**Data for this exercise**

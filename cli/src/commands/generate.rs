// Copyright (c) 2026 100monkeys.ai
// SPDX-License-Identifier: AGPL-3.0

//! Post writing commands
//!
//! Commands: generate, regenerate, refine, prompt

use anyhow::{Context, Result};
use colored::Colorize;
use std::path::PathBuf;

use ghostwriter_core::ProfileName;

use super::{read_text_arg, RefineArgs, RequestArgs};
use crate::engine::Engine;

pub async fn generate(
    args: RequestArgs,
    config_path: Option<PathBuf>,
    verbose: bool,
    regenerate: bool,
) -> Result<()> {
    let mut engine = Engine::new(config_path, verbose)?;
    let profile = ProfileName::new(args.profile.as_str())?;

    let result = if regenerate {
        engine
            .generator
            .regenerate(&profile, &args.context, &args.instruction)
            .await
    } else {
        engine
            .generator
            .generate(&profile, &args.context, &args.instruction)
            .await
    };
    engine.print_events();

    let post = result.context("Generation failed")?;
    println!("{}", post);
    Ok(())
}

pub async fn refine(args: RefineArgs, config_path: Option<PathBuf>, verbose: bool) -> Result<()> {
    let mut engine = Engine::new(config_path, verbose)?;
    let profile = ProfileName::new(args.profile.as_str())?;
    let original = read_text_arg(&args.post)?;

    let result = engine
        .generator
        .refine(&profile, &original, &args.feedback, &args.context)
        .await;
    engine.print_events();

    let refined = result.context("Refinement failed")?;
    println!("{}", refined);
    eprintln!(
        "{}",
        "Not saved. Use `ghostwriter feedback` to teach this change.".dimmed()
    );
    Ok(())
}

pub async fn prompt(args: RequestArgs, config_path: Option<PathBuf>) -> Result<()> {
    let engine = Engine::new(config_path, false)?;
    let profile = ProfileName::new(args.profile.as_str())?;

    let prepared = engine
        .generator
        .prepare_prompt(&profile, &args.context, &args.instruction)
        .await
        .context("Failed to compose prompt")?;

    eprintln!(
        "{}",
        format!(
            "{} style examples, {} feedback patterns",
            prepared.style_examples,
            prepared.patterns.len()
        )
        .dimmed()
    );
    println!("{}", prepared.prompt);
    Ok(())
}
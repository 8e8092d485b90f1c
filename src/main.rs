#![cfg_attr(not(debug_assertions), windows_subsystem = "windows")] // hide console window on Windows in release

fn main() -> eframe::Result {
    env_logger::init();

    let native_options = eframe::NativeOptions {
        viewport: egui::ViewportBuilder::default()
            .with_inner_size([1100.0, 760.0])
            .with_min_inner_size([640.0, 480.0])
            .with_title("Shape Canvas"),
        ..Default::default()
    };
    eframe::run_native(
        "shape_canvas",
        native_options,
        Box::new(|cc| Ok(Box::new(shape_canvas::CanvasApp::new(cc)))),
    )
}
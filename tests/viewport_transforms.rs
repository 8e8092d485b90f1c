use egui::{Pos2, pos2, vec2};
use shape_canvas::viewport::{MAX_SCALE, MIN_SCALE, Viewport};

fn approx(a: Pos2, b: Pos2, tolerance: f32) -> bool {
    (a - b).length() < tolerance
}

#[test]
fn screen_to_world_matches_formula() {
    let viewport = Viewport::new(2.0, vec2(100.0, 50.0));

    assert!(approx(
        viewport.screen_to_world(pos2(300.0, 250.0)),
        pos2(100.0, 100.0),
        1e-3
    ));
    assert!(approx(
        viewport.world_to_screen(pos2(100.0, 100.0)),
        pos2(300.0, 250.0),
        1e-3
    ));
}

#[test]
fn round_trip_recovers_world_point() {
    let viewport = Viewport::new(2.5, vec2(120.0, -40.0));
    let points = [
        pos2(0.0, 0.0),
        pos2(33.3, -7.5),
        pos2(-250.0, 480.0),
        pos2(1024.0, 768.0),
    ];

    for world in points {
        let round_trip = viewport.screen_to_world(viewport.world_to_screen(world));
        assert!(
            approx(round_trip, world, 1e-3),
            "{world:?} round-tripped to {round_trip:?}"
        );
    }
}

#[test]
fn zoom_keeps_pivot_fixed() {
    let pivots = [pos2(0.0, 0.0), pos2(400.0, 300.0), pos2(-120.0, 955.0)];
    let factors = [1.1, 1.0 / 1.1, 2.5, 0.25];

    for pivot in pivots {
        for factor in factors {
            let mut viewport = Viewport::new(1.7, vec2(64.0, -300.0));
            let world_before = viewport.screen_to_world(pivot);

            viewport.zoom_around(pivot, factor);

            let world_after = viewport.screen_to_world(pivot);
            assert!(
                approx(world_before, world_after, 1e-2),
                "pivot {pivot:?} drifted from {world_before:?} to {world_after:?} at factor {factor}"
            );
        }
    }
}

#[test]
fn zoom_in_then_out_restores_scale() {
    let mut viewport = Viewport::default();
    viewport.zoom_around(pos2(200.0, 200.0), 1.1);
    viewport.zoom_around(pos2(200.0, 200.0), 1.0 / 1.1);

    assert!((viewport.scale() - 1.0).abs() < 1e-4);
}

#[test]
fn scale_is_clamped_at_both_limits() {
    let mut viewport = Viewport::default();
    viewport.zoom_around(pos2(10.0, 10.0), 1e9);
    assert_eq!(viewport.scale(), MAX_SCALE);

    // Zooming further in at the limit changes nothing.
    let translation = viewport.translation();
    viewport.zoom_around(pos2(10.0, 10.0), 2.0);
    assert_eq!(viewport.scale(), MAX_SCALE);
    assert_eq!(viewport.translation(), translation);

    viewport.zoom_around(pos2(10.0, 10.0), 1e-9);
    assert_eq!(viewport.scale(), MIN_SCALE);
}

#[test]
fn partially_clamped_zoom_still_keeps_pivot() {
    // 15 * 2 exceeds MAX_SCALE, so only the clamped part is applied; the
    // pivot must hold regardless.
    let mut viewport = Viewport::new(15.0, vec2(-80.0, 40.0));
    let pivot = pos2(320.0, 240.0);
    let world_before = viewport.screen_to_world(pivot);

    viewport.zoom_around(pivot, 2.0);

    assert_eq!(viewport.scale(), MAX_SCALE);
    assert!(approx(world_before, viewport.screen_to_world(pivot), 1e-2));
}

#[test]
fn pan_shifts_the_world_under_the_pointer() {
    let mut viewport = Viewport::default();
    let world = viewport.screen_to_world(pos2(100.0, 100.0));

    viewport.pan_by(vec2(30.0, -10.0));

    // The same world point now sits 30 px right and 10 px up.
    assert!(approx(viewport.screen_to_world(pos2(130.0, 90.0)), world, 1e-3));
    assert_eq!(viewport.translation(), vec2(30.0, -10.0));
}
//! The pointer/wheel state machine at the center of the editor.
//!
//! A single pointer-down/move/up sequence is routed to exactly one of
//! several mutually exclusive behaviors depending on what was under the
//! pointer and whether a placement tool is armed:
//!
//! ```text
//!                      ┌──────────────┐
//!          tool armed, │              │ release: commit by extent,
//!        ┌─────────────►   Drawing    ├──────── or place fixed size,
//!        │  background │              │         or discard
//!        │             └──────────────┘
//! ┌──────┴───┐         ┌──────────────┐         ┌──────────┐
//! │          │ down on │              │ release │          │
//! │   Idle   ├─────────►DraggingShape ├─────────►   Idle   │
//! │          │ a shape │              │ move or │          │
//! └──────┬───┘         └──────────────┘ select  └──────────┘
//!        │             ┌──────────────┐
//!        │ no tool,    │              │ release: maybe clear
//!        └─────────────►   Panning    ├──────── selection
//!           background │              │
//!                      └──────────────┘
//! ```
//!
//! Wheel zoom is orthogonal: it is applied in any state and never changes
//! the interaction state.
//!
//! Click-versus-drag disambiguation uses one uniform rule: a press-and-
//! release whose total screen movement stays under [`CLICK_DRAG_THRESHOLD`]
//! resolves as a click, anything larger commits to the drag behavior of the
//! current state.

use egui::{Pos2, Vec2, vec2};
use log::{debug, info};

use crate::document::{Document, DocumentError};
use crate::selection::Selection;
use crate::shape::{Shape, ShapeId, ShapeKind};
use crate::tool::ToolState;
use crate::viewport::{Viewport, WHEEL_ZOOM_STEP};

/// Edge length, in world units, of a shape placed by a plain click.
/// A circle uses twice this as its diameter so its radius matches, and a
/// triangle's box height approximates an equilateral triangle.
pub const INITIAL_SIZE: f32 = 50.0;

/// Smallest |width| and |height|, in world units, a drag-drawn shape may
/// have; anything smaller is discarded at release.
pub const MIN_EXTENT: f32 = 5.0;

/// Total screen movement, in pixels, below which a press-and-release
/// resolves as a click instead of a drag.
pub const CLICK_DRAG_THRESHOLD: f32 = 4.0;

/// The narrow input contract the controller consumes. Positions are
/// screen-space; the controller converts through its viewport and performs
/// its own hit-testing against the document.
#[derive(Debug, Clone, Copy, PartialEq)]
pub enum InputEvent {
    /// One wheel notch; `scroll` only matters by sign (positive zooms in).
    Wheel { screen: Pos2, scroll: f32 },
    PointerDown { screen: Pos2 },
    PointerMove { screen: Pos2 },
    PointerUp { screen: Pos2 },
    /// Pointer capture was lost mid-gesture (pointer left the window while
    /// a button was down). Treated as a release at the last known position
    /// so no gesture is left stuck.
    PointerLost,
}

#[derive(Debug, Clone)]
enum InteractionState {
    Idle,
    /// Background drag: the viewport translation follows the pointer.
    Panning { press: Pos2, last: Pos2 },
    /// A tool is armed and a new shape is being dragged out. The transient
    /// shape is anchored at the press's world position; its extents may be
    /// zero or negative until commit.
    Drawing { shape: Shape, press: Pos2 },
    /// An existing shape is being dragged. Only the preview position moves;
    /// the store is untouched until release.
    DraggingShape {
        id: ShapeId,
        /// World-space offset from the shape origin to the grab point, so
        /// the shape does not jump under the cursor.
        grab: Vec2,
        press: Pos2,
        preview: Pos2,
    },
}

/// Owns the viewport, tool and selection state and routes input events into
/// viewport updates, shape creation, shape moves and selection changes.
///
/// The document is threaded through event handling as `&mut` rather than
/// owned, so the renderer and panels can read it between events.
pub struct InteractionController {
    viewport: Viewport,
    tools: ToolState,
    selection: Selection,
    state: InteractionState,
    last_pointer: Pos2,
}

impl Default for InteractionController {
    fn default() -> Self {
        Self::new()
    }
}

impl InteractionController {
    pub fn new() -> Self {
        Self::with_viewport(Viewport::default())
    }

    /// Constructor injection of the initial viewport keeps the state
    /// machine testable without a rendering host.
    pub fn with_viewport(viewport: Viewport) -> Self {
        Self {
            viewport,
            tools: ToolState::default(),
            selection: Selection::default(),
            state: InteractionState::Idle,
            last_pointer: Pos2::ZERO,
        }
    }

    pub fn viewport(&self) -> &Viewport {
        &self.viewport
    }

    pub fn tools(&self) -> &ToolState {
        &self.tools
    }

    pub fn tools_mut(&mut self) -> &mut ToolState {
        &mut self.tools
    }

    pub fn selection(&self) -> &Selection {
        &self.selection
    }

    /// The uncommitted shape being dragged out, if a draw gesture is in
    /// progress. Rendered as a live preview; not part of the document.
    pub fn drawing_preview(&self) -> Option<&Shape> {
        match &self.state {
            InteractionState::Drawing { shape, .. } => Some(shape),
            _ => None,
        }
    }

    /// The shape id being dragged and its current preview position, if a
    /// move gesture is in progress.
    pub fn drag_preview(&self) -> Option<(ShapeId, Pos2)> {
        match &self.state {
            InteractionState::DraggingShape { id, preview, .. } => Some((*id, *preview)),
            _ => None,
        }
    }

    pub fn is_gesture_active(&self) -> bool {
        !matches!(self.state, InteractionState::Idle)
    }

    pub fn state_name(&self) -> &'static str {
        match self.state {
            InteractionState::Idle => "Idle",
            InteractionState::Panning { .. } => "Panning",
            InteractionState::Drawing { .. } => "Drawing",
            InteractionState::DraggingShape { .. } => "DraggingShape",
        }
    }

    /// Routes one input event. Store errors bubble up; they indicate a bug
    /// (id collision or stale id), not a user-facing failure.
    pub fn handle_event(
        &mut self,
        event: InputEvent,
        doc: &mut Document,
    ) -> Result<(), DocumentError> {
        match event {
            InputEvent::Wheel { screen, scroll } => {
                self.last_pointer = screen;
                self.on_wheel(screen, scroll);
                Ok(())
            }
            InputEvent::PointerDown { screen } => {
                self.last_pointer = screen;
                self.on_pointer_down(screen, doc);
                Ok(())
            }
            InputEvent::PointerMove { screen } => {
                self.last_pointer = screen;
                self.on_pointer_move(screen);
                Ok(())
            }
            InputEvent::PointerUp { screen } => {
                self.last_pointer = screen;
                self.on_pointer_up(screen, doc)
            }
            InputEvent::PointerLost => {
                if self.is_gesture_active() {
                    debug!("pointer capture lost, treating as release");
                    self.on_pointer_up(self.last_pointer, doc)
                } else {
                    Ok(())
                }
            }
        }
    }

    /// Zoom happens in any state and leaves the interaction state alone.
    fn on_wheel(&mut self, screen: Pos2, scroll: f32) {
        if scroll == 0.0 {
            return;
        }
        let factor = if scroll > 0.0 {
            WHEEL_ZOOM_STEP
        } else {
            1.0 / WHEEL_ZOOM_STEP
        };
        self.viewport.zoom_around(screen, factor);
    }

    fn on_pointer_down(&mut self, screen: Pos2, doc: &Document) {
        let world = self.viewport.screen_to_world(screen);
        if let Some(shape) = doc.shape_at(world) {
            // Hitting a shape always starts a drag gesture; whether it ends
            // up selecting or moving is decided at release.
            self.state = InteractionState::DraggingShape {
                id: shape.id,
                grab: world - shape.pos,
                press: screen,
                preview: shape.pos,
            };
        } else if let Some(kind) = self.tools.armed() {
            let d = self.tools.defaults;
            self.state = InteractionState::Drawing {
                shape: Shape::new(kind, world, 0.0, 0.0, d.fill, d.stroke, d.stroke_width),
                press: screen,
            };
        } else {
            self.state = InteractionState::Panning {
                press: screen,
                last: screen,
            };
        }
        debug!("pointer down -> {}", self.state_name());
    }

    fn on_pointer_move(&mut self, screen: Pos2) {
        match &mut self.state {
            InteractionState::Idle => {}
            InteractionState::Panning { last, .. } => {
                self.viewport.pan_by(screen - *last);
                *last = screen;
            }
            InteractionState::Drawing { shape, .. } => {
                // Extents stay signed while dragging; a drag up-left of the
                // anchor is resolved by normalization at commit.
                let world = self.viewport.screen_to_world(screen);
                shape.width = world.x - shape.pos.x;
                shape.height = world.y - shape.pos.y;
            }
            InteractionState::DraggingShape { grab, preview, .. } => {
                let world = self.viewport.screen_to_world(screen);
                *preview = world - *grab;
            }
        }
    }

    fn on_pointer_up(&mut self, screen: Pos2, doc: &mut Document) -> Result<(), DocumentError> {
        let finished = std::mem::replace(&mut self.state, InteractionState::Idle);
        match finished {
            InteractionState::Idle => {}
            InteractionState::Panning { press, .. } => {
                if is_click(press, screen) {
                    debug!("background click, clearing selection");
                    self.selection.clear();
                }
            }
            InteractionState::Drawing { mut shape, press } => {
                if is_click(press, screen) {
                    // A plain click places the fixed default size at the
                    // anchor and disarms the tool.
                    let size = placement_size(shape.kind);
                    shape.width = size.x;
                    shape.height = size.y;
                    info!("placed {} at {:?} by click", shape.kind.label(), shape.pos);
                    doc.insert(shape)?;
                    self.tools.disarm();
                } else if shape.width.abs() >= MIN_EXTENT && shape.height.abs() >= MIN_EXTENT {
                    let shape = shape.normalized();
                    info!(
                        "committed drag-drawn {} at {:?} ({}x{})",
                        shape.kind.label(),
                        shape.pos,
                        shape.width,
                        shape.height
                    );
                    doc.insert(shape)?;
                    // The tool stays armed so the user can keep drawing.
                } else {
                    debug!("discarding drag-drawn shape below minimum extent");
                }
            }
            InteractionState::DraggingShape {
                id, press, preview, ..
            } => {
                if is_click(press, screen) {
                    debug!("shape click, selecting {id}");
                    self.selection.select(id);
                } else {
                    doc.update(id, |s| s.pos = preview)?;
                }
            }
        }
        Ok(())
    }
}

fn is_click(press: Pos2, release: Pos2) -> bool {
    (release - press).length() < CLICK_DRAG_THRESHOLD
}

/// Fixed extents for click placement, per kind.
fn placement_size(kind: ShapeKind) -> Vec2 {
    match kind {
        ShapeKind::Rectangle => vec2(INITIAL_SIZE, INITIAL_SIZE),
        // Diameter, so the radius equals INITIAL_SIZE.
        ShapeKind::Circle => vec2(2.0 * INITIAL_SIZE, 2.0 * INITIAL_SIZE),
        // Bounding box of an equilateral triangle with INITIAL_SIZE sides.
        ShapeKind::Triangle => vec2(INITIAL_SIZE, INITIAL_SIZE * 3.0_f32.sqrt() / 2.0),
    }
}
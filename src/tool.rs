use egui::Color32;

use crate::shape::ShapeKind;

/// Style applied to newly created shapes.
#[derive(Debug, Clone, Copy, PartialEq)]
pub struct ToolDefaults {
    pub fill: Color32,
    pub stroke: Color32,
    pub stroke_width: f32,
}

impl Default for ToolDefaults {
    fn default() -> Self {
        Self {
            fill: Color32::RED,
            stroke: Color32::BLACK,
            stroke_width: 2.0,
        }
    }
}

/// Which shape kind (if any) is armed for placement, plus the defaults new
/// shapes are created with. `armed == None` means the canvas is in pure
/// pan/zoom/select mode.
#[derive(Debug, Default)]
pub struct ToolState {
    armed: Option<ShapeKind>,
    pub defaults: ToolDefaults,
}

impl ToolState {
    pub fn armed(&self) -> Option<ShapeKind> {
        self.armed
    }

    pub fn is_armed(&self, kind: ShapeKind) -> bool {
        self.armed == Some(kind)
    }

    /// Toggles: arming the already-armed kind disarms, arming a different
    /// kind replaces it.
    pub fn arm(&mut self, kind: ShapeKind) {
        if self.armed == Some(kind) {
            self.armed = None;
        } else {
            self.armed = Some(kind);
        }
    }

    pub fn disarm(&mut self) {
        self.armed = None;
    }
}
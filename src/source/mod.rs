pub mod comments;
pub mod download;
pub mod types;

pub use types::{PatchSource, RepoLocator};

use thiserror::Error;

/// Mozilla's Phabricator instance reviews patches for the Firefox repository;
/// the mapping to the upstream GitHub mirror is a fixed convention.
const FIREFOX_REMOTE: &str = "https://github.com/mozilla-firefox/firefox/";

#[derive(Debug, Error)]
pub enum SourceError {
    #[error(
        "Unsupported URL: {0} (expected a GitHub PR/commit URL or a Phabricator differential URL)"
    )]
    UnsupportedUrl(String),

    #[error("Failed to download patch from {url}: {source}")]
    Download {
        url: String,
        source: reqwest::Error,
    },

    #[error("Patch download from {url} returned an empty body")]
    EmptyPatch { url: String },
}

/// Resolve a URL to the repository it refers to.
///
/// Any GitHub URL with at least `/{owner}/{repo}` resolves, whether or not
/// the rest of the path names a downloadable patch. Mozilla Phabricator URLs
/// resolve to the fixed Firefox locator. Everything else is `None` — never a
/// guessed locator.
pub fn resolve(url: &str) -> Option<RepoLocator> {
    let parsed = reqwest::Url::parse(url).ok()?;
    let host = parsed.host_str()?;

    if host == "github.com" {
        let segments: Vec<_> = parsed
            .path_segments()?
            .filter(|s| !s.is_empty())
            .collect();
        if segments.len() < 2 {
            return None;
        }
        let owner = segments[0].to_string();
        let repo = segments[1].trim_end_matches(".git").to_string();
        return Some(RepoLocator {
            remote_url: format!("https://github.com/{owner}/{repo}.git"),
            owner,
            repo,
        });
    }

    if host.contains("phabricator") && host.contains("mozilla") {
        return Some(RepoLocator {
            remote_url: FIREFOX_REMOTE.to_string(),
            owner: "mozilla-firefox".to_string(),
            repo: "firefox".to_string(),
        });
    }

    None
}

/// Classify a URL as a downloadable patch source.
///
/// Stricter than [`resolve`]: a GitHub URL must name a pull request or a
/// commit. Trailing path segments (e.g. `/pull/42/files`) are tolerated;
/// query strings and fragments never affect the result.
pub fn classify(url: &str) -> Option<PatchSource> {
    let parsed = reqwest::Url::parse(url).ok()?;
    let host = parsed.host_str()?;
    let segments: Vec<_> = parsed
        .path_segments()?
        .filter(|s| !s.is_empty())
        .collect();

    if host == "github.com" {
        if segments.len() < 4 {
            return None;
        }
        let owner = segments[0].to_string();
        let repo = segments[1].trim_end_matches(".git").to_string();
        match segments[2] {
            "pull" => {
                let number = segments[3].parse::<u64>().ok()?;
                return Some(PatchSource::PullRequest {
                    owner,
                    repo,
                    number,
                });
            }
            "commit" => {
                let sha = segments[3];
                if sha.is_empty() || !sha.bytes().all(|b| b.is_ascii_digit() || (b'a'..=b'f').contains(&b)) {
                    return None;
                }
                return Some(PatchSource::Commit {
                    owner,
                    repo,
                    sha: sha.to_string(),
                });
            }
            _ => return None,
        }
    }

    if host.contains("phabricator") && host.contains("mozilla") {
        // The differential id may appear anywhere in the path.
        for segment in segments {
            if let Some(digits) = segment.strip_prefix('D') {
                if let Ok(id) = digits.parse::<u64>() {
                    return Some(PatchSource::PhabricatorDiff {
                        base_url: format!("{}://{}", parsed.scheme(), host),
                        id,
                    });
                }
            }
        }
    }

    None
}

#[cfg(test)]
mod tests {
    use super::*;

    #[test]
    fn test_resolve_github_pr_url() {
        let locator = resolve("https://github.com/acme/widget/pull/42").unwrap();
        assert_eq!(locator.remote_url, "https://github.com/acme/widget.git");
        assert_eq!(locator.owner, "acme");
        assert_eq!(locator.repo, "widget");
    }

    #[test]
    fn test_resolve_github_commit_url() {
        let locator = resolve("https://github.com/acme/widget/commit/deadbeef").unwrap();
        assert_eq!(locator.owner, "acme");
        assert_eq!(locator.repo, "widget");
    }

    #[test]
    fn test_resolve_ignores_query_and_fragment() {
        let locator = resolve("https://github.com/acme/widget/pull/42?w=1#discussion").unwrap();
        assert_eq!(locator.owner, "acme");
        assert_eq!(locator.repo, "widget");
    }

    #[test]
    fn test_resolve_strips_git_suffix() {
        let locator = resolve("https://github.com/acme/widget.git/pull/42").unwrap();
        assert_eq!(locator.repo, "widget");
        assert_eq!(locator.remote_url, "https://github.com/acme/widget.git");
    }

    #[test]
    fn test_resolve_mozilla_phabricator_is_fixed() {
        for url in [
            "https://phabricator.services.mozilla.com/D123456",
            "https://phabricator.services.mozilla.com/D1",
        ] {
            let locator = resolve(url).unwrap();
            assert_eq!(locator.owner, "mozilla-firefox");
            assert_eq!(locator.repo, "firefox");
            assert_eq!(locator.remote_url, "https://github.com/mozilla-firefox/firefox/");
        }
    }

    #[test]
    fn test_resolve_rejects_unknown_hosts_and_short_paths() {
        assert!(resolve("https://example.com/acme/widget/pull/42").is_none());
        assert!(resolve("https://github.com/acme").is_none());
        assert!(resolve("https://phabricator.example.com/D123").is_none());
        assert!(resolve("not a url").is_none());
    }

    #[test]
    fn test_classify_pull_request() {
        let source = classify("https://github.com/acme/widget/pull/42").unwrap();
        assert_eq!(
            source,
            PatchSource::PullRequest {
                owner: "acme".to_string(),
                repo: "widget".to_string(),
                number: 42,
            }
        );
    }

    #[test]
    fn test_classify_pull_request_with_trailing_segments() {
        let source = classify("https://github.com/acme/widget/pull/42/files").unwrap();
        assert!(matches!(source, PatchSource::PullRequest { number: 42, .. }));
    }

    #[test]
    fn test_classify_commit() {
        let source = classify("https://github.com/acme/widget/commit/0a1b2c3d4e5f").unwrap();
        assert_eq!(
            source,
            PatchSource::Commit {
                owner: "acme".to_string(),
                repo: "widget".to_string(),
                sha: "0a1b2c3d4e5f".to_string(),
            }
        );
    }

    #[test]
    fn test_classify_rejects_non_hex_commit() {
        assert!(classify("https://github.com/acme/widget/commit/not-a-sha").is_none());
        assert!(classify("https://github.com/acme/widget/commit/DEADBEEF").is_none());
    }

    #[test]
    fn test_classify_rejects_other_github_paths() {
        assert!(classify("https://github.com/acme/widget").is_none());
        assert!(classify("https://github.com/acme/widget/issues/7").is_none());
        assert!(classify("https://github.com/acme/widget/pull/abc").is_none());
    }

    #[test]
    fn test_classify_phabricator_diff() {
        let source = classify("https://phabricator.services.mozilla.com/D123456").unwrap();
        assert_eq!(
            source,
            PatchSource::PhabricatorDiff {
                base_url: "https://phabricator.services.mozilla.com".to_string(),
                id: 123456,
            }
        );
    }

    #[test]
    fn test_classify_phabricator_diff_id_anywhere_in_path() {
        let source =
            classify("https://phabricator.services.mozilla.com/differential/D98765").unwrap();
        assert!(matches!(source, PatchSource::PhabricatorDiff { id: 98765, .. }));
    }

    #[test]
    fn test_classify_rejects_phabricator_without_diff_id() {
        assert!(classify("https://phabricator.services.mozilla.com/feed/").is_none());
    }
}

**What to work on**
Each line above where the word "never" occurs should be returned in full.

**Answer to this exercise**
//! Wheel zoom is orthogonal: it is applied in any state and never changes
/// resolve to the fixed Firefox locator. Everything else is `None` — never a
/// query strings and fragments never affect the result.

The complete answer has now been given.